Graph Matching

1. Introduction

A Matching in a graph G = (V, E) is a subset of edges M of a graph G = (V, E) such that no two edges share a common vertex.

Maximum Cardinality Matching (MCM) problem is a Graph Matching problem where we seek a matching M that contains the largest possible number of edges. A desirable but rarely possible result is Perfect Matching where all |V| vertices are matched (assuming |V| is even), i.e., the cardinality of M is |V|/2.

A Bipartite Graph is a graph whose vertices can be partitioned into two disjoint sets U and V such that every edge can only connect a vertex in U to a vertex in V.

Maximum Cardinality Bipartite Matching (MCBM) problem is the MCM problem in a Bipartite Graph, which is a lot easier than MCM problem in a General Graph.

1-1. Motivation-Applications

Graph Matching problems (and its variants) arise in various applications, e.g.,

Matching job openings (one disjoint set) to job applicants (the other disjoint set)
The weighted version of #2 is called the Assignment problem
Special-case of some NP-hard optimization problems
(e.g., MVC, MIS, MPC on DAG, etc)
Deterministic 2-opt Approximation Algorithm for MVC
Sub-routine of Christofides's 1.5-approximation algorithm for TSP, etc...

1-2. Current Limitation: No Weighted MCM

In some applications, the weights of edges are not uniform (1 unit) but varies, and we may then want to take MCBM or MCM with minimum (or even maximum) total weight.

This visualization support both unweighted and weighted MCBM, but only works for unweighted MCM.

We do not have immediate plan to add support for weighted MCM and only rely on Dynamic Programming with Bitmask for small graphs solution.

1-3. Switching Modes

To switch between the unweighted MCBM (default, as it is much more popular), weighted MCBM, and unweighted MCM mode, click the respective header.

Here is an example of MCM mode. In MCM mode, one can draw a General, not necessarily Bipartite graphs. However, the graphs are unweighted (all edges have uniform weight 1).

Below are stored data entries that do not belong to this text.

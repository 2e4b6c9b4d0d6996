pub mod callbacks;
pub mod catalog;
pub mod decoding;
pub mod error;
pub mod functions;
pub mod insync;
pub mod loader;
pub mod origin;
pub mod text_output;

pub use error::{Error, Result};
// ABOUTME: Integration tests for scenario replay
// ABOUTME: Exercises cross-session cache coherence through the scenario runner

use pgcat::scenario::{Scenario, ScenarioRunner};
use pgcat_core::loader::SymbolTable;
use pgcat_core::origin::{BasePlugin, PLUGIN_INIT_SYMBOL};
use pgcat_core::text_output;
use std::path::Path;

fn loader() -> SymbolTable {
    SymbolTable::new().with(
        text_output::MODULE,
        PLUGIN_INIT_SYMBOL,
        text_output::plugin_init,
    )
}

fn base() -> BasePlugin {
    BasePlugin {
        module: text_output::MODULE.to_string(),
        symbol: PLUGIN_INIT_SYMBOL.to_string(),
    }
}

#[test]
fn test_bundled_coherence_scenario_passes() {
    let path = Path::new(env!("CARGO_MANIFEST_DIR")).join("scenarios/coherence.toml");
    let scenario = Scenario::load(&path).unwrap();

    let loader = loader();
    let report = ScenarioRunner::new(&loader, base()).run(&scenario).unwrap();

    for outcome in &report.outcomes {
        assert!(outcome.matched, "{}", outcome);
    }
    assert_eq!(report.outcomes.len(), scenario.steps.len());

    let output = &report.output["walsender"];
    assert_eq!(output.len(), 3);
    assert!(output[1].contains("'new'"));
    assert!(output.iter().all(|line| !line.contains("replayed")));
}

#[test]
fn test_alter_without_accept_is_invisible_until_safe_point() {
    let scenario = Scenario::from_toml(
        r#"
        [[steps]]
        session = "a"
        action = "create"
        relation = "public.orders"

        [[steps]]
        session = "a"
        action = "check"
        relation = "public.orders"
        expect = false

        [[steps]]
        session = "a"
        action = "mark"
        relation = "public.orders"

        [[steps]]
        session = "a"
        action = "commit"

        [[steps]]
        session = "b"
        action = "alter"
        relation = "public.orders"

        [[steps]]
        session = "b"
        action = "commit"

        [[steps]]
        session = "a"
        action = "accept"

        [[steps]]
        session = "a"
        action = "check"
        relation = "public.orders"
        expect = false
        "#,
    )
    .unwrap();

    let loader = loader();
    let report = ScenarioRunner::new(&loader, base()).run(&scenario).unwrap();
    assert_eq!(report.mismatches(), 0);
    assert_eq!(report.outcomes[6].result, "accepted 1 message(s)");
}

#[test]
fn test_mismatched_expectation_is_reported() {
    let scenario = Scenario::from_toml(
        r#"
        [[steps]]
        session = "a"
        action = "create"
        relation = "public.orders"

        [[steps]]
        session = "a"
        action = "check"
        relation = "public.orders"
        expect = true
        "#,
    )
    .unwrap();

    let loader = loader();
    let report = ScenarioRunner::new(&loader, base()).run(&scenario).unwrap();
    assert_eq!(report.mismatches(), 1);
    assert!(report.outcomes[1].to_string().contains("MISMATCH"));
}

#[test]
fn test_missing_base_plugin_fails_decode() {
    let scenario = Scenario::from_toml(
        r#"
        [[steps]]
        session = "walsender"
        action = "decode"
        origin = 0
        "#,
    )
    .unwrap();

    let loader = SymbolTable::new();
    let err = ScenarioRunner::new(&loader, base())
        .run(&scenario)
        .unwrap_err();
    let message = format!("{:#}", err);
    assert!(message.contains("Failed to initialize output plugin text_output"));
}
//! Locating output plugin initializers by module path and symbol name.
//!
//! Initializers linked into the binary are plain Rust functions. Shared
//! libraries must be pgcat plugins built with [`export_output_plugin!`]: the
//! loader reads their [`PluginDescriptor`] and refuses any library whose
//! descriptor is missing or was produced by a different build of this crate,
//! before the initializer ever runs.
//!
//! [`export_output_plugin!`]: crate::export_output_plugin

use std::cell::RefCell;
use std::collections::HashMap;
use std::env::consts::DLL_EXTENSION;
use std::mem::{align_of, size_of};
use std::path::{Path, PathBuf};

use libloading::Library;

use crate::callbacks::{Change, DecodingContext, OutputPluginCallbacks, Transaction};
use crate::error::{Error, Result};

/// Fills a callback table with a plugin's callbacks.
pub type PluginInitFn = fn(&mut OutputPluginCallbacks);

/// Initializer as exported from a shared library.
pub type SharedPluginInitFn = unsafe extern "C" fn(*mut OutputPluginCallbacks);

pub type PluginDescriptorFn = extern "C" fn() -> PluginDescriptor;

/// Prefix expanded to the configured library directory.
pub const LIBDIR_MACRO: &str = "$libdir";

pub const PLUGIN_DESCRIPTOR_SYMBOL: &str = "pgcat_output_plugin_descriptor";
pub const PLUGIN_MAGIC: u32 = 0x7067_6361;
pub const PLUGIN_ABI_VERSION: u32 = 1;

/// Identifies a shared library as a pgcat output plugin.
#[repr(C)]
#[derive(Debug, Clone, Copy)]
pub struct PluginDescriptor {
    pub magic: u32,
    pub abi_version: u32,
    /// Fingerprint of the crate version and the layout of every type a
    /// plugin callback receives.
    pub build_id: u64,
    /// The only initializer the loader will call in this library.
    pub init: SharedPluginInitFn,
}

impl PluginDescriptor {
    pub const fn new(init: SharedPluginInitFn) -> Self {
        Self {
            magic: PLUGIN_MAGIC,
            abi_version: PLUGIN_ABI_VERSION,
            build_id: build_id(),
            init,
        }
    }

    fn mismatch(&self) -> Option<String> {
        if self.magic != PLUGIN_MAGIC {
            Some(format!("unexpected magic {:#010x}", self.magic))
        } else if self.abi_version != PLUGIN_ABI_VERSION {
            Some(format!(
                "built for plugin ABI {}, expected {}",
                self.abi_version, PLUGIN_ABI_VERSION
            ))
        } else if self.build_id != build_id() {
            Some(format!(
                "built against another pgcat-core (build {:016x}, expected {:016x})",
                self.build_id,
                build_id()
            ))
        } else {
            None
        }
    }
}

const fn build_id() -> u64 {
    const FNV_OFFSET: u64 = 0xcbf2_9ce4_8422_2325;
    const FNV_PRIME: u64 = 0x0000_0100_0000_01b3;

    let version = env!("CARGO_PKG_VERSION").as_bytes();
    let layout = [
        size_of::<OutputPluginCallbacks>(),
        size_of::<DecodingContext>(),
        align_of::<DecodingContext>(),
        size_of::<Transaction>(),
        size_of::<Change>(),
    ];

    let mut hash = FNV_OFFSET;
    let mut i = 0;
    while i < version.len() {
        hash = (hash ^ version[i] as u64).wrapping_mul(FNV_PRIME);
        i += 1;
    }
    let mut i = 0;
    while i < layout.len() {
        hash = (hash ^ layout[i] as u64).wrapping_mul(FNV_PRIME);
        i += 1;
    }
    hash
}

/// Exports `$init` from a `cdylib` as a pgcat output plugin, under the
/// `_PG_output_plugin_init` symbol next to the plugin descriptor.
#[macro_export]
macro_rules! export_output_plugin {
    ($init:path) => {
        #[no_mangle]
        #[allow(improper_ctypes_definitions)]
        pub extern "C" fn pgcat_output_plugin_descriptor() -> $crate::loader::PluginDescriptor {
            $crate::loader::PluginDescriptor::new(_PG_output_plugin_init)
        }

        /// # Safety
        ///
        /// `callbacks` must be null or point to a valid callback table.
        #[no_mangle]
        #[allow(non_snake_case, improper_ctypes_definitions)]
        pub unsafe extern "C" fn _PG_output_plugin_init(
            callbacks: *mut $crate::callbacks::OutputPluginCallbacks,
        ) {
            if let Some(callbacks) = unsafe { callbacks.as_mut() } {
                $init(callbacks);
            }
        }
    };
}

/// A resolved initializer, ready to fill a callback table.
#[derive(Debug, Clone, Copy)]
pub struct PluginInit(InitFn);

#[derive(Debug, Clone, Copy)]
enum InitFn {
    Linked(PluginInitFn),
    Shared(SharedPluginInitFn),
}

impl PluginInit {
    pub fn linked(init: PluginInitFn) -> Self {
        Self(InitFn::Linked(init))
    }

    /// # Safety
    ///
    /// `init` must come from a library built with [`export_output_plugin!`]
    /// against this build of the crate, and that library must stay loaded for
    /// the rest of the process.
    ///
    /// [`export_output_plugin!`]: crate::export_output_plugin
    pub unsafe fn shared(init: SharedPluginInitFn) -> Self {
        Self(InitFn::Shared(init))
    }

    pub fn run(self, callbacks: &mut OutputPluginCallbacks) {
        match self.0 {
            InitFn::Linked(init) => init(callbacks),
            // SAFETY: guaranteed by the caller of `PluginInit::shared`.
            InitFn::Shared(init) => unsafe { init(callbacks) },
        }
    }
}

impl From<PluginInitFn> for PluginInit {
    fn from(init: PluginInitFn) -> Self {
        Self::linked(init)
    }
}

pub trait PluginLoader {
    fn load_init(&self, module: &str, symbol: &str) -> Result<PluginInit>;
}

/// Initializers linked into the current binary, looked up by module and symbol.
#[derive(Debug, Clone, Default)]
pub struct SymbolTable {
    modules: HashMap<String, HashMap<String, PluginInitFn>>,
}

impl SymbolTable {
    pub fn new() -> Self {
        Self::default()
    }

    pub fn register(&mut self, module: &str, symbol: &str, init: PluginInitFn) -> &mut Self {
        self.modules
            .entry(module.to_string())
            .or_default()
            .insert(symbol.to_string(), init);
        self
    }

    pub fn with(mut self, module: &str, symbol: &str, init: PluginInitFn) -> Self {
        self.register(module, symbol, init);
        self
    }
}

impl PluginLoader for SymbolTable {
    fn load_init(&self, module: &str, symbol: &str) -> Result<PluginInit> {
        let symbols = self.modules.get(module).ok_or_else(|| Error::ModuleLoad {
            path: PathBuf::from(module),
            reason: "no such module is registered".to_string(),
        })?;
        symbols
            .get(symbol)
            .copied()
            .map(PluginInit::linked)
            .ok_or_else(|| Error::MissingInitSymbol {
                module: module.to_string(),
                symbol: symbol.to_string(),
            })
    }
}

/// Loads initializers from pgcat plugin libraries on disk.
///
/// Accepted libraries stay loaded for the rest of the process, so a returned
/// [`PluginInit`] never dangles.
pub struct SharedLibraryLoader {
    libdir: PathBuf,
    libraries: RefCell<HashMap<PathBuf, (&'static Library, PluginDescriptor)>>,
}

impl SharedLibraryLoader {
    pub fn new(libdir: impl Into<PathBuf>) -> Self {
        Self {
            libdir: libdir.into(),
            libraries: RefCell::new(HashMap::new()),
        }
    }

    pub fn libdir(&self) -> &Path {
        &self.libdir
    }

    /// Expands a leading `$libdir` and appends the platform library
    /// extension when `module` has none.
    pub fn expand_path(&self, module: &str) -> PathBuf {
        let path = match module.strip_prefix(LIBDIR_MACRO) {
            Some(rest) => self.libdir.join(rest.trim_start_matches(['/', '\\'])),
            None => PathBuf::from(module),
        };
        if path.extension().is_none() {
            path.with_extension(DLL_EXTENSION)
        } else {
            path
        }
    }

    fn open(&self, path: &Path) -> Result<(&'static Library, PluginDescriptor)> {
        if let Some(loaded) = self.libraries.borrow().get(path).copied() {
            return Ok(loaded);
        }

        // SAFETY: loading runs the library's constructors; the path comes
        // from trusted configuration.
        let library = unsafe { Library::new(path) }.map_err(|e| Error::ModuleLoad {
            path: path.to_path_buf(),
            reason: e.to_string(),
        })?;

        let incompatible = |reason: String| Error::IncompatiblePlugin {
            path: path.to_path_buf(),
            reason,
        };
        // SAFETY: the descriptor name is reserved for `export_output_plugin!`,
        // which exports it with the `PluginDescriptorFn` signature.
        let describe =
            unsafe { library.get::<PluginDescriptorFn>(PLUGIN_DESCRIPTOR_SYMBOL.as_bytes()) }
                .map_err(|_| incompatible(format!("no {PLUGIN_DESCRIPTOR_SYMBOL} symbol")))?;
        let descriptor = describe();
        if let Some(reason) = descriptor.mismatch() {
            return Err(incompatible(reason));
        }

        drop(describe);
        tracing::debug!("loaded output plugin library {}", path.display());
        let library: &'static Library = Box::leak(Box::new(library));
        self.libraries
            .borrow_mut()
            .insert(path.to_path_buf(), (library, descriptor));
        Ok((library, descriptor))
    }
}

impl PluginLoader for SharedLibraryLoader {
    fn load_init(&self, module: &str, symbol: &str) -> Result<PluginInit> {
        let path = self.expand_path(module);
        let (library, descriptor) = self.open(&path)?;

        // Only the address is used; nothing is called through this type
        // unless it is the descriptor's own initializer.
        // SAFETY: reading a symbol's address has no side effects.
        let exported = unsafe { library.get::<*const ()>(symbol.as_bytes()) }
            .map(|address| *address)
            .map_err(|_| Error::MissingInitSymbol {
                module: module.to_string(),
                symbol: symbol.to_string(),
            })?;
        if exported as usize != descriptor.init as usize {
            return Err(Error::IncompatiblePlugin {
                path,
                reason: format!("{symbol} is not the initializer exported by the plugin"),
            });
        }
        // SAFETY: the descriptor matches this build and names this
        // initializer; the library is never unloaded.
        Ok(unsafe { PluginInit::shared(descriptor.init) })
    }
}

#[cfg(test)]
#[allow(improper_ctypes_definitions)]
mod tests {
    use super::*;
    use crate::callbacks::DecodingContext;

    fn shutdown(ctx: &mut DecodingContext) {
        ctx.write("bye");
    }

    fn init(cb: &mut OutputPluginCallbacks) {
        cb.shutdown = Some(shutdown);
    }

    #[test]
    fn symbol_table_resolves_registered_initializers() {
        let table = SymbolTable::new().with("$libdir/pgoutput", "_PG_output_plugin_init", init);
        let found = table
            .load_init("$libdir/pgoutput", "_PG_output_plugin_init")
            .unwrap();

        let mut cb = OutputPluginCallbacks::default();
        found.run(&mut cb);
        assert_eq!(cb.populated_slots(), vec!["shutdown"]);
    }

    #[test]
    fn symbol_table_reports_missing_module_and_symbol() {
        let table = SymbolTable::new().with("$libdir/pgoutput", "_PG_output_plugin_init", init);

        let err = table
            .load_init("$libdir/wal2json", "_PG_output_plugin_init")
            .unwrap_err();
        assert!(matches!(err, Error::ModuleLoad { .. }));

        let err = table.load_init("$libdir/pgoutput", "plugin_init").unwrap_err();
        assert_eq!(
            err.to_string(),
            "output plugins have to declare the plugin_init symbol"
        );
    }

    #[test]
    fn expands_libdir_and_extension() {
        let loader = SharedLibraryLoader::new("/usr/lib/postgresql/16/lib");
        assert_eq!(
            loader.expand_path("$libdir/pgoutput"),
            PathBuf::from(format!("/usr/lib/postgresql/16/lib/pgoutput.{DLL_EXTENSION}"))
        );
        assert_eq!(
            loader.expand_path("/opt/plugins/decoder.so"),
            PathBuf::from("/opt/plugins/decoder.so")
        );
    }

    #[test]
    fn missing_library_is_a_load_error() {
        let dir = tempfile::tempdir().unwrap();
        let loader = SharedLibraryLoader::new(dir.path());
        let err = loader
            .load_init("$libdir/pgoutput", "_PG_output_plugin_init")
            .unwrap_err();
        match err {
            Error::ModuleLoad { path, .. } => {
                assert_eq!(path, dir.path().join(format!("pgoutput.{DLL_EXTENSION}")))
            }
            other => panic!("unexpected error: {other}"),
        }
    }

    unsafe extern "C" fn exported_init(_callbacks: *mut OutputPluginCallbacks) {}

    #[test]
    fn current_descriptor_is_accepted() {
        let descriptor = PluginDescriptor::new(exported_init);
        assert!(descriptor.mismatch().is_none());
        assert_eq!(descriptor.magic, PLUGIN_MAGIC);
        assert_eq!(descriptor.abi_version, PLUGIN_ABI_VERSION);
    }

    #[test]
    fn foreign_descriptors_are_rejected() {
        let current = PluginDescriptor::new(exported_init);

        let bad_magic = PluginDescriptor { magic: 0, ..current };
        assert!(bad_magic.mismatch().unwrap().contains("magic"));

        let old_abi = PluginDescriptor {
            abi_version: PLUGIN_ABI_VERSION + 1,
            ..current
        };
        assert!(old_abi.mismatch().unwrap().contains("plugin ABI"));

        let other_build = PluginDescriptor {
            build_id: current.build_id ^ 1,
            ..current
        };
        assert!(other_build.mismatch().unwrap().contains("another pgcat-core"));
    }

    #[test]
    fn shared_initializer_fills_the_table() {
        unsafe extern "C" fn fill(callbacks: *mut OutputPluginCallbacks) {
            if let Some(callbacks) = unsafe { callbacks.as_mut() } {
                callbacks.shutdown = Some(shutdown);
            }
        }

        // SAFETY: `fill` is linked into this binary and matches the layout.
        let init = unsafe { PluginInit::shared(fill) };
        let mut cb = OutputPluginCallbacks::default();
        init.run(&mut cb);
        assert_eq!(cb.populated_slots(), vec!["shutdown"]);
    }

    #[test]
    fn file_that_is_not_a_library_is_a_load_error() {
        let dir = tempfile::tempdir().unwrap();
        let path = dir.path().join(format!("decoder.{DLL_EXTENSION}"));
        std::fs::write(&path, b"not a shared object").unwrap();

        let loader = SharedLibraryLoader::new(dir.path());
        let err = loader
            .load_init("$libdir/decoder", "_PG_output_plugin_init")
            .unwrap_err();
        assert!(matches!(err, Error::ModuleLoad { .. }));
    }
}
use anyhow::{bail, Result};
use pgcat_core::loader::{PluginLoader, SharedLibraryLoader, SymbolTable};
use pgcat_core::origin::BasePlugin;
use pgcat_core::text_output;
use std::path::Path;

use crate::config::PluginConfig;
use crate::scenario::{Scenario, ScenarioReport, ScenarioRunner};

/// Replay a scenario file and print one line per step
///
/// Uses the shared library named by the plugin configuration when a libdir
/// is configured, and the built-in text output plugin otherwise. Fails when
/// any step does not match its expectation.
pub fn run(path: &Path, plugin: &PluginConfig) -> Result<ScenarioReport> {
    let scenario = Scenario::load(path)?;
    tracing::info!(
        "Running scenario {:?} ({} steps)",
        path,
        scenario.steps.len()
    );

    let report = match &plugin.libdir {
        Some(libdir) => {
            let loader = SharedLibraryLoader::new(libdir);
            replay(&scenario, &loader, plugin.base_plugin())?
        }
        None => {
            let loader = SymbolTable::new().with(
                text_output::MODULE,
                &plugin.symbol,
                text_output::plugin_init,
            );
            let base = BasePlugin {
                module: text_output::MODULE.to_string(),
                symbol: plugin.symbol.clone(),
            };
            replay(&scenario, &loader, base)?
        }
    };

    for outcome in &report.outcomes {
        println!("{}", outcome);
    }
    for (session, lines) in &report.output {
        println!();
        println!("-- decoded output for {}", session);
        for line in lines {
            println!("{}", line);
        }
    }

    let mismatches = report.mismatches();
    if mismatches > 0 {
        bail!("{} step(s) did not match their expectation", mismatches);
    }
    println!();
    println!("All {} steps passed", report.outcomes.len());
    Ok(report)
}

fn replay(
    scenario: &Scenario,
    loader: &dyn PluginLoader,
    base: BasePlugin,
) -> Result<ScenarioReport> {
    ScenarioRunner::new(loader, base).run(scenario)
}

The available algorithms (and example graphs) are different in each mode.

2. Visualisation

You can view the visualisation here!

For Bipartite Graph visualization, we will mostly layout the vertices of the graph so that the two disjoint sets (U and V) are clearly visible as Left (U) and Right (V) sets. When you draw your input bipartite graph, you can choose to re-layout your bipartite graph into this easier-to-visualize form. However, you do not have to visualize Bipartite Graph in this form, e.g., you can click Grid Graph to load an example grid graph and notice that vertices {0,1,2,3} can form set U and vertices {4,5,6,7,8} can form set V. There is no odd-length cycle in this grid graph.

For General Graph, we do not (and usually cannot) re-layout the vertices into this Left Set and Right Set form.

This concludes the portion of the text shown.